Horovitz premiered a short play called "Sins of the Mother" last summer at his Gloucester Stage Company theater that focused on an early-morning encounter among three out-of-work Gloucester stevedores waiting to have their unemployment cards stamped. Their colloquial dialogue - "wicked" and "I'm just sayin'" - and discussion of local families and their secrets turns to an ugly brawl, when more than local expressions are thrown down.

Unafraid to expose the ugly underbelly of Gloucester, many of the issues raised in his plays are often issues "hidden undertownspeople's collective carpet," Horovitz has said.

Another author to nail the feeling of the town, says Anastas, was Sebastian Junger. Anastas was lucky enough to read the galleys of Junger's "The Perfect Storm" and provide accurate local facts.

"He opened the door to looking at the real Gloucester," says Anastas. "A lot of Gloucester people were shocked by it. But they needed to see how difficult the life at sea was. We tend to mythologize it in many ways. They needed to see it, trip to trip, site to site, pay to pay to paycheck."

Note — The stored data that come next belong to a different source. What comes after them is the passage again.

//! Carrier media-stream wire protocol.
//!
//! Twilio-Media-Streams shaped JSON text frames: an `event` discriminator,
//! camelCase keys, base64 audio payloads, `streamSid` on every outbound
//! frame. Unknown inbound events deserialize to [`CarrierFrame::Unknown`]
//! and are ignored rather than rejected.

use base64::engine::general_purpose::STANDARD as BASE64;
use base64::Engine as _;
use bytes::Bytes;
use serde::{Deserialize, Serialize};

/// Inbound frames from the carrier leg.
#[derive(Debug, Deserialize)]
#[serde(tag = "event", rename_all = "lowercase")]
pub enum CarrierFrame {
    /// Socket-open acknowledgement, no payload we act on.
    Connected,
    Start {
        #[serde(rename = "streamSid")]
        stream_sid: String,
        start: StartMeta,
    },
    Media { media: MediaPayload },
    Mark { mark: MarkPayload },
    /// Keypad digits. Tolerated, not interpreted.
    Dtmf,
    Stop,
    #[serde(other)]
    Unknown,
}

#[derive(Debug, Clone, Deserialize)]
#[serde(rename_all = "camelCase")]
pub struct StartMeta {
    pub call_sid: String,
    #[serde(default)]
    pub account_sid: Option<String>,
}

#[derive(Debug, Deserialize)]
pub struct MediaPayload {
    /// Base64-encoded companded audio.
    pub payload: String,
}

impl MediaPayload {
    pub fn decode(&self) -> Option<Bytes> {
        BASE64.decode(&self.payload).ok().map(Bytes::from)
    }
}

#[derive(Debug, Clone, Serialize, Deserialize)]
pub struct MarkPayload {
    pub name: String,
}

/// Outbound frames to the carrier leg.
#[derive(Debug, Serialize)]
#[serde(tag = "event", rename_all = "lowercase")]
pub enum OutboundFrame {
    Media {
        #[serde(rename = "streamSid")]
        stream_sid: String,
        media: OutboundMedia,
    },
    Mark {
        #[serde(rename = "streamSid")]
        stream_sid: String,
        mark: MarkPayload,
    },
    /// Flush queued playback, used on barge-in.
    Clear {
        #[serde(rename = "streamSid")]
        stream_sid: String,
    },
}

#[derive(Debug, Serialize)]
pub struct OutboundMedia {
    pub payload: String,
}

impl OutboundFrame {
    pub fn media(stream_sid: &str, audio: &[u8]) -> Self {
        Self::Media {
            stream_sid: stream_sid.to_string(),
            media: OutboundMedia {
                payload: BASE64.encode(audio),
            },
        }
    }

    pub fn mark(stream_sid: &str, name: String) -> Self {
        Self::Mark {
            stream_sid: stream_sid.to_string(),
            mark: MarkPayload { name },
        }
    }

    pub fn clear(stream_sid: &str) -> Self {
        Self::Clear {
            stream_sid: stream_sid.to_string(),
        }
    }
}

#[cfg(test)]
mod tests {
    use super::*;
    use serde_json::json;

    #[test]
    fn test_parse_start_frame() {
        let frame: CarrierFrame = serde_json::from_str(
            r#"{"event":"start","sequenceNumber":"1","streamSid":"MZ123",
                "start":{"accountSid":"AC1","callSid":"CA9","tracks":["inbound"]}}"#,
        )
        .unwrap();
        match frame {
            CarrierFrame::Start { stream_sid, start } => {
                assert_eq!(stream_sid, "MZ123");
                assert_eq!(start.call_sid, "CA9");
            }
            other => panic!("expected start, got {other:?}"),
        }
    }

    #[test]
    fn test_parse_media_frame_decodes_payload() {
        let frame: CarrierFrame = serde_json::from_str(
            r#"{"event":"media","streamSid":"MZ123","media":{"track":"inbound","payload":"//9+fg=="}}"#,
        )
        .unwrap();
        match frame {
            CarrierFrame::Media { media } => {
                assert_eq!(media.decode().unwrap().as_ref(), &[0xFF, 0xFF, 0x7E, 0x7E]);
            }
            other => panic!("expected media, got {other:?}"),
        }
    }

    #[test]
    fn test_bad_base64_yields_none() {
        let media = MediaPayload {
            payload: "not base64!!".into(),
        };
        assert!(media.decode().is_none());
    }

    #[test]
    fn test_unknown_and_dtmf_events_tolerated() {
        let frame: CarrierFrame =
            serde_json::from_str(r#"{"event":"dtmf","dtmf":{"digit":"4"}}"#).unwrap();
        assert!(matches!(frame, CarrierFrame::Dtmf));

        let frame: CarrierFrame =
            serde_json::from_str(r#"{"event":"somethingNew","x":1}"#).unwrap();
        assert!(matches!(frame, CarrierFrame::Unknown));
    }

    #[test]
    fn test_outbound_frames_are_camel_case() {
        let media = serde_json::to_value(OutboundFrame::media("MZ123", &[0x7F, 0xFF])).unwrap();
        assert_eq!(media["event"], "media");
        assert_eq!(media["streamSid"], "MZ123");
        assert_eq!(media["media"]["payload"], json!("f/8="));

        let mark = serde_json::to_value(OutboundFrame::mark("MZ123", "turn-1".into())).unwrap();
        assert_eq!(mark["event"], "mark");
        assert_eq!(mark["mark"]["name"], "turn-1");

        let clear = serde_json::to_value(OutboundFrame::clear("MZ123")).unwrap();
        assert_eq!(clear, json!({"event": "clear", "streamSid": "MZ123"}));
    }
}
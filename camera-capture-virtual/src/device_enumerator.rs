//! Virtual camera enumeration.
//!
//! Advertises a fixed set of cameras and builds inputs and outputs that share
//! one `StreamFormat`, the way a platform session shares a single connection
//! between its input and its data output.

use std::collections::HashSet;
use std::sync::Arc;

use parking_lot::{Mutex, RwLock};

use camera_capture_core::models::camera_models::{CameraPosition, CaptureDevice, MediaKind};
use camera_capture_core::models::error::CaptureError;
use camera_capture_core::traits::capture_provider::{CaptureInput, CaptureOutput, DeviceProvider};

use crate::camera_input::VirtualCameraInput;
use crate::video_output::{StreamFormat, VirtualVideoOutput};

/// Frame rate used when none is given.
pub const DEFAULT_FPS: u32 = 30;

pub struct VirtualDeviceProvider {
    devices: Vec<CaptureDevice>,
    fps: u32,
    format: Arc<RwLock<StreamFormat>>,
    unplugged: Mutex<HashSet<String>>,
}

impl VirtualDeviceProvider {
    pub fn new(devices: Vec<CaptureDevice>) -> Self {
        Self {
            devices,
            fps: DEFAULT_FPS,
            format: Arc::new(RwLock::new(StreamFormat::default())),
            unplugged: Mutex::new(HashSet::new()),
        }
    }

    /// A front camera `virtual-front` and a back camera `virtual-back`.
    pub fn phone() -> Self {
        Self::new(vec![
            CaptureDevice::video("virtual-front", "Virtual Front Camera", Some(CameraPosition::Front)),
            CaptureDevice::video("virtual-back", "Virtual Back Camera", Some(CameraPosition::Back)),
        ])
    }

    pub fn with_fps(mut self, fps: u32) -> Self {
        self.fps = fps.max(1);
        self
    }

    /// Settings most recently applied by an output.
    pub fn stream_format(&self) -> StreamFormat {
        *self.format.read()
    }

    /// Hide a device from enumeration and refuse new inputs for it.
    pub fn unplug(&self, device_id: &str) {
        log::info!("virtual camera {} unplugged", device_id);
        self.unplugged.lock().insert(device_id.to_string());
    }

    pub fn replug(&self, device_id: &str) {
        self.unplugged.lock().remove(device_id);
    }

    fn is_plugged(&self, device_id: &str) -> bool {
        !self.unplugged.lock().contains(device_id)
    }
}

impl DeviceProvider for VirtualDeviceProvider {
    fn devices(&self, kind: MediaKind) -> Result<Vec<CaptureDevice>, CaptureError> {
        Ok(self
            .devices
            .iter()
            .filter(|d| d.kind == kind && self.is_plugged(&d.id))
            .cloned()
            .collect())
    }

    fn create_input(&self, device: &CaptureDevice) -> Result<Box<dyn CaptureInput>, CaptureError> {
        let known = self.devices.iter().any(|d| d.id == device.id);
        if !known || !self.is_plugged(&device.id) {
            return Err(CaptureError::AttachFailure(format!("{} is not connected", device.id)));
        }
        Ok(Box::new(VirtualCameraInput::new(
            device.clone(),
            Arc::clone(&self.format),
            self.fps,
        )))
    }

    fn create_output(&self) -> Result<Box<dyn CaptureOutput>, CaptureError> {
        Ok(Box::new(VirtualVideoOutput::new(Arc::clone(&self.format))))
    }
}
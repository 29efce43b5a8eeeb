use std::sync::Arc;

use crate::models::camera_models::{CaptureDevice, MediaKind, QualityPreset, VideoRotation};
use crate::models::error::CaptureError;
use crate::models::frame::RawFrame;

/// Callback invoked when an input has a frame available.
pub type FrameCallback = Arc<dyn Fn(RawFrame) + Send + Sync + 'static>;

/// Platform capability for enumerating cameras and building graph nodes.
pub trait DeviceProvider: Send + Sync {
    /// Devices of `kind` currently available for capture.
    fn devices(&self, kind: MediaKind) -> Result<Vec<CaptureDevice>, CaptureError>;

    /// Open an input node for `device`.
    fn create_input(&self, device: &CaptureDevice) -> Result<Box<dyn CaptureInput>, CaptureError>;

    /// Create a fresh video data output node.
    fn create_output(&self) -> Result<Box<dyn CaptureOutput>, CaptureError>;
}

/// An input node bound to one capture device.
///
/// Dropping the input releases the device.
pub trait CaptureInput: Send {
    fn device(&self) -> &CaptureDevice;

    /// Begin producing frames, delivering each via `callback`.
    ///
    /// The callback fires on a thread owned by the input; keep work minimal.
    fn start(&mut self, callback: FrameCallback) -> Result<(), CaptureError>;

    /// Halt production. No callback fires after this returns.
    fn stop(&mut self) -> Result<(), CaptureError>;
}

/// The video data output node and its connection settings.
pub trait CaptureOutput: Send {
    fn supports_rotation(&self) -> bool;

    fn supports_mirroring(&self) -> bool;

    fn set_rotation(&mut self, rotation: VideoRotation);

    fn set_mirrored(&mut self, mirrored: bool);

    /// Switch the capture tier. On error the previous preset stays active.
    fn apply_preset(&mut self, preset: &QualityPreset) -> Result<(), CaptureError>;
}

For Anastas' part, it was the great local poet Charles Olson - who knew the Anastas family and Anastas himself when he was a small boy - who encouraged his writing. When Anastas was just back from Italy in the summer of 1962 and headed to Berkeley on a fellowship, Olson, friend to the country's beat poets, encouraged Anastas to stay in Gloucester, where the aspiring writer could attend "graduate school" right at Olson's kitchen table. It was seated at that table that Anastas was to meet poets Allen Ginsberg, Robert Duncan and LeRoi Jones.

Anastas has since gone on to edit a collection of Olson's poems and personal letters and form the American chapter of the Charles Olson Society, a group dedicated to educate Gloucester and the world about the colossal poet, who died in 1970. "American literature was Olson's expertise," says Anastas. "I never regretted not going to Berkeley. From then on, I was committed to Gloucester."